Bureaucracy be darned (really? the government gets the names of every hemp buyer?), Libertarian blogger Ken Santema is excited about HB 1054. Liberal cannabis advocate Larry Kurtz calls industrial hemp a noxious weed that will do more harm than good for farmers. GOP spinster Pat Powers asserts that industrial hemp is just a trick for legalizing pot. I remain ambivalent: I’d like to rotate more crops and see more hemp jeans and construction materials, but the economic and environmental returns on hemp investment are mixed.

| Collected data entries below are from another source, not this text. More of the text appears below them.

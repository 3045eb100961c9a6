//! # attachs-db
//!
//! Database layer for Attachs RS.
//!
//! This crate provides PostgreSQL persistence for attachment records using SQLx:
//!
//! - Connection pool management and embedded migrations
//! - `PgAttachmentStore`, an `AttachmentStore` with compare-and-swap updates
//!
//! ## Example
//!
//! ```ignore
//! use attachs_db::{Database, DatabaseConfig, PgAttachmentStore};
//!
//! let db = Database::connect(&DatabaseConfig::from_env()).await?;
//! db.migrate().await?;
//!
//! let store = PgAttachmentStore::new(db.pool().clone());
//! let attachment = store.get(1).await?;
//! ```

pub mod attachments;
pub mod pool;
pub mod repository;

// Re-exports
pub use attachments::{AttachmentRow, PgAttachmentStore};
pub use pool::{Database, DatabaseConfig};
pub use repository::{RepositoryError, RepositoryResult};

HB 1054 has 31 House sponsors (20 Republicans, 11 Democrats), including Verchio, and nine Senate sponsors (four GOP, five Dem). The only House Democrat not sponsoring the industrial hemp measure is U.S. House candidate Paula Hawks. On the Senate side, Dems Angie Buhl O’Donnell, Scott Parsley, and Jim Peterson have not signed on. Republican sponsors include new Daugaard appointees Rep. Wayne Steinhauer and Senator Bill Shorma. The other Republican sponsors include a large swath of Verchio’s hard right, such as Reps. Tom Brunner, Lynne Hix DiSanto, Don Haggar, Josh Klumb, and Herman Otten and Senators Phil Jensen and Betty Olson. HB 1054 also has GOP Majority Leader Brian Gosch’s name on it: whether that’s a just a favor for a fellow Black Hills Republican or a signal that mainstream GOPers are willing to open the door to Libertarian-Lefties’ favorite leaf will become clearer when HB 1054 goes to House State Affairs, which Rep. Gosch chairs.

13 Comments

  1. larry kurtz 2016-01-17 09:43

    Does anyone know if farmers have to pay a fee to plant any other crop in South Dakota?

  2. Eve Fisher 2016-01-17 09:55

    Maybe someday Mr. Powers will realize that hemp, like banana peels, doesn’t get anyone high. And no, I don’t know of any other crop that requires a fee to get planted.

  3. Francis Schaffer 2016-01-17 09:56

    Good question Larry not sure what crop it would be, tobacco maybe. Where is the end use for industrial hemp, processors, market for their products, etc. Is there an under servered market looking for supply? How many SD ethanol plants can process hemp? I have more questions but this is my beginner’s list.

  4. Paul Seamans 2016-01-17 09:58

    larry, I have never paid any fees to any government to plant a crop. This provision doesn’t make any sense unless they expect to having agents monitor the crop. I am amazed by the number of sponsors.

  5. larry kurtz 2016-01-17 11:04

    Other than introducing an invasive species to reservations would anyone care to speculate why Republicans are behind this legislation?

  6. Paul Seamans 2016-01-17 12:07

    Hemp was in North America when the colonists arrived so it would be considered either as a native plant or a naturalized plant. Like larry I wonder why Republican legislators are behind this bill. AG Jackley will surely fight this bill.

  7. grudznick 2016-01-17 12:52

    Hemp is a lesser-demon weed.

  8. grudznick 2016-01-17 14:13

    I suppose if they get a list of all these hemp buyers there will be many who will try and smoke it and they could arrest them for smoking something you are not supposed to be smoking. Jails are big business.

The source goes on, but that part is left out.